Personal information
- Full name: Francis Hunt Gould
- Born: 16 October 1881 Ross-on-Wye, Herefordshire, England
- Died: 16 June 1915 (aged 33) Armentières, Nord, France
- Batting: Unknown

Domestic team information
- 1913/14: Europeans

Career statistics
| Competition | First-class |
| Matches | 1 |
| Runs scored | 31 |
| Batting average | 31.00 |
| 100s/50s | –/– |
| Top score | 27* |
| Catches/stumpings | 1/– |
- Source: ESPNcricinfo, 9 October 2020

= Francis Gould (cricketer) =

English cricketer and British Army officer

Francis Hunt Gould (16 October 1881 – 6 June 1915) was an English first-class cricketer and British Army officer.

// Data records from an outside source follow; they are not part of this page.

//! Card records and the discussion log attached to them.

use std::fmt;
use std::str::FromStr;

use chrono::{DateTime, Utc};
use serde::{Deserialize, Serialize};
use uuid::Uuid;

// ─────────────────────────────────────────────────────────────────
// Attribute
// ─────────────────────────────────────────────────────────────────

/// Elemental attribute of a card.
#[derive(Debug, Clone, Copy, PartialEq, Eq, Hash, Default, Serialize, Deserialize)]
pub enum Attribute {
    /// Primary attribute, used when nobody decided
    #[default]
    Fire,
    Water,
    Earth,
    Wind,
    Light,
    Dark,
}

impl Attribute {
    pub fn all() -> &'static [Attribute] {
        &[
            Attribute::Fire,
            Attribute::Water,
            Attribute::Earth,
            Attribute::Wind,
            Attribute::Light,
            Attribute::Dark,
        ]
    }

    pub fn as_str(&self) -> &'static str {
        match self {
            Attribute::Fire => "Fire",
            Attribute::Water => "Water",
            Attribute::Earth => "Earth",
            Attribute::Wind => "Wind",
            Attribute::Light => "Light",
            Attribute::Dark => "Dark",
        }
    }
}

impl fmt::Display for Attribute {
    fn fmt(&self, f: &mut fmt::Formatter<'_>) -> fmt::Result {
        f.write_str(self.as_str())
    }
}

impl FromStr for Attribute {
    type Err = String;

    fn from_str(s: &str) -> Result<Self, Self::Err> {
        let wanted = s.trim();
        Attribute::all()
            .iter()
            .find(|a| a.as_str().eq_ignore_ascii_case(wanted))
            .copied()
            .ok_or_else(|| {
                format!(
                    "Unknown attribute '{}'. Valid: Fire, Water, Earth, Wind, Light, Dark",
                    s
                )
            })
    }
}

// ─────────────────────────────────────────────────────────────────
// Rarity
// ─────────────────────────────────────────────────────────────────

/// Rarity tier, ordered `Common < Rare < Epic < Legendary`.
#[derive(
    Debug, Clone, Copy, PartialEq, Eq, PartialOrd, Ord, Hash, Default, Serialize, Deserialize,
)]
pub enum Rarity {
    #[default]
    Common,
    Rare,
    Epic,
    Legendary,
}

impl Rarity {
    pub fn all() -> &'static [Rarity] {
        &[Rarity::Common, Rarity::Rare, Rarity::Epic, Rarity::Legendary]
    }

    pub fn as_str(&self) -> &'static str {
        match self {
            Rarity::Common => "Common",
            Rarity::Rare => "Rare",
            Rarity::Epic => "Epic",
            Rarity::Legendary => "Legendary",
        }
    }
}

impl fmt::Display for Rarity {
    fn fmt(&self, f: &mut fmt::Formatter<'_>) -> fmt::Result {
        f.write_str(self.as_str())
    }
}

impl FromStr for Rarity {
    type Err = String;

    fn from_str(s: &str) -> Result<Self, Self::Err> {
        let wanted = s.trim();
        Rarity::all()
            .iter()
            .find(|r| r.as_str().eq_ignore_ascii_case(wanted))
            .copied()
            .ok_or_else(|| {
                format!("Unknown rarity '{}'. Valid: Common, Rare, Epic, Legendary", s)
            })
    }
}

// ─────────────────────────────────────────────────────────────────
// Discussion Log
// ─────────────────────────────────────────────────────────────────

/// Phase of the discussion an entry belongs to.
#[derive(Debug, Clone, Copy, PartialEq, Eq, Serialize, Deserialize)]
#[serde(rename_all = "lowercase")]
pub enum EntryKind {
    Opening,
    Analysis,
    Discussion,
    Conclusion,
}

/// A single remark in the discussion log.
#[derive(Debug, Clone, PartialEq, Eq, Serialize, Deserialize)]
#[serde(rename_all = "camelCase")]
pub struct DiscussionEntry {
    pub id: Uuid,
    pub persona_id: String,
    pub persona_display_name: String,
    pub text: String,
    pub created_at: DateTime<Utc>,
    pub kind: EntryKind,
}

impl DiscussionEntry {
    pub fn new(
        persona_id: impl Into<String>,
        persona_display_name: impl Into<String>,
        text: impl Into<String>,
        kind: EntryKind,
    ) -> Self {
        Self {
            id: Uuid::new_v4(),
            persona_id: persona_id.into(),
            persona_display_name: persona_display_name.into(),
            text: text.into(),
            created_at: Utc::now(),
            kind,
        }
    }
}

// ─────────────────────────────────────────────────────────────────
// Card Record
// ─────────────────────────────────────────────────────────────────

/// A finished card.
#[derive(Debug, Clone, PartialEq, Eq, Serialize, Deserialize)]
#[serde(rename_all = "camelCase")]
pub struct CardRecord {
    pub id: Uuid,
    pub name: String,
    pub attribute: Attribute,
    pub rarity: Rarity,

    /// Signature color chosen alongside the rarity
    #[serde(default, skip_serializing_if = "Option::is_none")]
    pub color: Option<String>,

    pub effect: String,
    pub flavor_text: String,

    /// Verbatim copy of the feature record's description
    pub description: String,

    pub image_ref: String,

    /// Image as a data URL
    pub image_data: String,

    pub created_at: DateTime<Utc>,
    pub discussion_log: Vec<DiscussionEntry>,
}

The son of a British Army captain, he was born at Ross-on-Wye in October 1881. He was educated at Repton School. After completing his education, he enlisted in the British Army and was commissioned as a second lieutenant in the 3rd (Hampshire Militia) Battalion, Hampshire Regiment, in March 1900; both his parents were from Andover in Hampshire. He was promoted to lieutenant in June 1902, and transferred to a posting with the regular army in the Middlesex Regiment in January 1903, at which point he returned to the rank of second lieutenant. He was re-promoted to lieutenant in December 1905. Gould later served with the regiment in British India, where he played club cricket for the Ballygunge district of Calcutta. He made a single appearance in first-class cricket while in India for the Europeans cricket team against the Hindus at Poona in the 1913/14 Bombay Presidency Match. Batting twice in the match, he was dismissed for 4 runs by Palwankar Baloo in the Europeans first innings, while in their second innings he was unbeaten on 27.

Seven months after his promotion to captain in January 1914 the First World War began. He returned home with the Middlesex Regiment, which was immediately sent to the front in France. Gould was killed on 6 June 1915 in an accident at Armentières. He is buried at the Cite Bonjean Military Cemetery.